Carbon dioxide gets little respect. Yet is plays a central role in many aspects of metabolism, regulates breathing, and controls blood flow in the cerebral cortex.
You can self-test your carbon dioxide in several ways.
1. The breath-holding test. Can you hold your breath for more than a minute or less than 30 seconds. High CO2 producers tend to have shorter breath-holding times and low CO2 producers have longer breath-holding times.
2. Are you affected by lowering your CO2? If you over-breathe for many minutes, do you experience symptoms? Rapid, shallow, chest breathing (panting) drives off more CO2 that regular breathing. This is a good thing when you are trying to outrun a bear, and a bad thing when you want to speak to a large group of people in public.

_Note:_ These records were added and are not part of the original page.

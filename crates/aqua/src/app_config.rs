//! 🔧 App Configuration: the sacred TOML-to-struct pipeline.
//!
//! 📡 "Config not found: We looked everywhere. Under the couch. Behind the fridge.
//! In the junk drawer. Nothing.": every developer at 3am 🦆
//!
//! 🏗️ Powered by Figment, because manually parsing env vars is a form of
//! self-harm that even the borrow checker wouldn't approve of.
//!
//! Two kinds of environment live here:
//! - `AQUA_*` vars, which Figment maps straight onto [`AppConfig`] (`__` nests)
//! - the notebook/job vars the platform injects (`NB_SESSION_COMPARTMENT_OCID`
//!   and friends), which only fill gaps the config left open

use anyhow::Context;
use figment::{
    Figment,
    providers::{Env, Format, Toml},
};
use serde::Deserialize;
use std::path::Path;
use tracing::info;

/// 📏 2 GiB. Beyond this line the catalog refuses to take bytes directly.
pub const MAX_ARTIFACT_SIZE_IN_BYTES: u64 = 2_147_483_648;

/// 🪣 The bucket the service ships its own models from. Users may not be able to
/// read its versioning flag, so by-reference checks wave it through.
pub const DEFAULT_SERVICE_MODELS_BUCKET: &str = "service-managed-models";

/// 🧭 Where the platform hides the compartment, in order of trust.
const COMPARTMENT_ENV_VARS: [&str; 4] = [
    "NB_SESSION_COMPARTMENT_OCID",
    "PROJECT_COMPARTMENT_OCID",
    "JOB_RUN_COMPARTMENT_OCID",
    "PIPELINE_RUN_COMPARTMENT_OCID",
];

/// 📦 The AppConfig: one struct to rule them all, one struct to find them,
/// one struct to bring them all, and in the Figment bind them.
#[derive(Debug, Deserialize, Clone, Default)]
pub struct AppConfig {
    /// 📡 Region, auth and endpoints. The "how do we reach the cloud" drawer.
    #[serde(default)]
    pub oci: OciConfig,
    /// 🧭 Compartment/project/tenancy the UI falls back to.
    #[serde(default)]
    pub defaults: DefaultsConfig,
    #[serde(default)]
    pub transfer: TransferConfig,
    /// 🔄 What happens when a nested response field refuses to parse.
    #[serde(default)]
    pub conversion_policy: ConversionPolicy,
    #[serde(default)]
    pub server: ServerConfig,
}

/// 📡 OCI connection knobs.
#[derive(Debug, Deserialize, Clone)]
pub struct OciConfig {
    #[serde(default = "default_region")]
    pub region: String,
    #[serde(default)]
    pub auth: AuthConfig,
    /// 🧪 Per-service base URL overrides. Tests point these at wiremock; humans rarely touch them.
    #[serde(default)]
    pub endpoints: EndpointOverrides,
    #[serde(default = "default_connect_timeout_secs")]
    pub connect_timeout_secs: u64,
    #[serde(default = "default_request_timeout_secs")]
    pub request_timeout_secs: u64,
}

impl Default for OciConfig {
    fn default() -> Self {
        Self {
            region: default_region(),
            auth: AuthConfig::default(),
            endpoints: EndpointOverrides::default(),
            connect_timeout_secs: default_connect_timeout_secs(),
            request_timeout_secs: default_request_timeout_secs(),
        }
    }
}

fn default_region() -> String {
    "us-ashburn-1".to_string()
}

fn default_connect_timeout_secs() -> u64 {
    10
}

fn default_request_timeout_secs() -> u64 {
    // ⏳ artifact uploads are slow, the default is generous on purpose
    600
}

/// 🔒 How outgoing requests get their credentials.
#[derive(Debug, Deserialize, Clone, Default)]
#[serde(tag = "mode", rename_all = "snake_case")]
pub enum AuthConfig {
    /// 🙈 No credentials. Fine for mocks, fatal for the real cloud.
    #[default]
    Anonymous,
    /// 🎟️ A pre-minted session/delegation token sent as a bearer header.
    SecurityToken { token: String },
}

#[derive(Debug, Deserialize, Clone, Default)]
pub struct EndpointOverrides {
    pub data_science: Option<String>,
    pub object_storage: Option<String>,
    pub identity: Option<String>,
    pub logging: Option<String>,
    pub virtual_network: Option<String>,
    pub limits: Option<String>,
    pub compute: Option<String>,
    pub search: Option<String>,
}

/// 🧭 The "if nobody told us, use this" section.
#[derive(Debug, Deserialize, Clone)]
pub struct DefaultsConfig {
    pub compartment_id: Option<String>,
    pub project_id: Option<String>,
    pub tenancy_id: Option<String>,
    /// 🎟️ Bring-your-own-reservation allowlisting.
    #[serde(default)]
    pub byor_enabled: bool,
    #[serde(default = "default_service_models_bucket")]
    pub service_models_bucket: String,
}

impl Default for DefaultsConfig {
    fn default() -> Self {
        Self {
            compartment_id: None,
            project_id: None,
            tenancy_id: None,
            byor_enabled: false,
            service_models_bucket: default_service_models_bucket(),
        }
    }
}

fn default_service_models_bucket() -> String {
    DEFAULT_SERVICE_MODELS_BUCKET.to_string()
}

/// 🚚 Artifact transfer tuning.
#[derive(Debug, Deserialize, Clone)]
pub struct TransferConfig {
    #[serde(default = "default_max_artifact_size_bytes")]
    pub max_artifact_size_bytes: u64,
    /// 🧵 Concurrent part uploads for multipart transfers.
    #[serde(default = "default_parallel_process_count")]
    pub parallel_process_count: usize,
    #[serde(default = "default_part_size_bytes")]
    pub part_size_bytes: usize,
    /// ⏱️ Seconds between work-request polls.
    #[serde(default = "default_poll_interval_secs")]
    pub poll_interval_secs: u64,
}

impl Default for TransferConfig {
    fn default() -> Self {
        Self {
            max_artifact_size_bytes: default_max_artifact_size_bytes(),
            parallel_process_count: default_parallel_process_count(),
            part_size_bytes: default_part_size_bytes(),
            poll_interval_secs: default_poll_interval_secs(),
        }
    }
}

fn default_max_artifact_size_bytes() -> u64 {
    MAX_ARTIFACT_SIZE_IN_BYTES
}

fn default_parallel_process_count() -> usize {
    9
}

fn default_part_size_bytes() -> usize {
    // 🍰 128 MiB slices
    128 * 1024 * 1024
}

fn default_poll_interval_secs() -> u64 {
    3
}

/// 🔄 Conversion-failure policy for nested response fields.
#[derive(Debug, Deserialize, Clone, Copy, Default, PartialEq, Eq)]
#[serde(rename_all = "snake_case")]
pub enum ConversionPolicy {
    /// 💥 Bubble up an `AquaError::Conversion`.
    Propagate,
    /// 🙈 Warn and leave the field unset.
    #[default]
    LogAndContinue,
}

#[derive(Debug, Deserialize, Clone)]
pub struct ServerConfig {
    #[serde(default = "default_bind")]
    pub bind: String,
}

impl Default for ServerConfig {
    fn default() -> Self {
        Self {
            bind: default_bind(),
        }
    }
}

fn default_bind() -> String {
    "127.0.0.1:8080".to_string()
}

impl AppConfig {
    /// 🧭 Fill the gaps from the platform's own environment variables.
    ///
    /// Explicit config always wins. The lookup is injected so tests don't have to
    /// mutate the process environment (which is `unsafe` in edition 2024 anyway).
    pub fn apply_platform_environment<F>(&mut self, lookup: F)
    where
        F: Fn(&str) -> Option<String>,
    {
        let the_non_empty = |key: &str| lookup(key).filter(|v| !v.trim().is_empty());

        if self.defaults.compartment_id.is_none() {
            self.defaults.compartment_id = COMPARTMENT_ENV_VARS.iter().find_map(|k| the_non_empty(k));
        }
        if self.defaults.project_id.is_none() {
            self.defaults.project_id = the_non_empty("PROJECT_OCID");
        }
        if self.defaults.tenancy_id.is_none() {
            self.defaults.tenancy_id = the_non_empty("TENANCY_OCID");
        }
        if let Some(byor) = the_non_empty("ALLOWLISTED_FOR_BYOR") {
            self.defaults.byor_enabled = byor.trim().eq_ignore_ascii_case("true");
        }
        if let Some(bucket) = the_non_empty("AQUA_SERVICE_MODELS_BUCKET") {
            self.defaults.service_models_bucket = bucket;
        }
    }
}

/// 🚀 Load the config: from a file, from env vars, or from the sheer power of hoping.
///
/// 🔧 Merges `AQUA_*` environment variables with an optional TOML file (TOML wins),
/// then lets the platform's notebook/job variables fill whatever is still empty.
pub fn load_config(config_file_name: Option<&Path>) -> anyhow::Result<AppConfig> {
    info!(
        "🔧 Loading configuration: {:#?}",
        config_file_name.unwrap_or(Path::new(""))
    );

    let config = Figment::new().merge(Env::prefixed("AQUA_").split("__"));
    let config = match config_file_name {
        Some(file_name) => config.merge(Toml::file(file_name)),
        None => config,
    };

    let context_msg = match config_file_name {
        Some(path) => format!(
            "💀 Failed to parse configuration from file '{}' and environment variables (AQUA_*). \
             The file exists in our hearts, but apparently not on disk.",
            path.display()
        ),
        None => "💀 Failed to parse configuration from environment variables (AQUA_*). \
                 No file was provided: this one's all on the environment. Classic."
            .to_string(),
    };

    let mut app_config: AppConfig = config.extract().context(context_msg)?;
    app_config.apply_platform_environment(|key| std::env::var(key).ok());
    Ok(app_config)
}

3. Are you affected by raising your CO2? If you under-breathe for many minutes, to you experience changes in your symptoms? Slow, deep, diaphragmatic breathing conserves CO2. The best under-breathing technique is: breathe in slowly for 4 seconds, hold your breath for 4 seconds, and exhale slowly through pursed lips (or through your vocal cords) for 16 seconds. If you have problems doing the 4-4-16 pattern, do a 3-3-10 pattern until you can extend it to 4-4-16.
If your symptoms get worse with over-breathing and better with under-breathing, or vice versa, then you may have a CO2 dependency for your condition. If neither, then your CO2 may be stable and sufficient.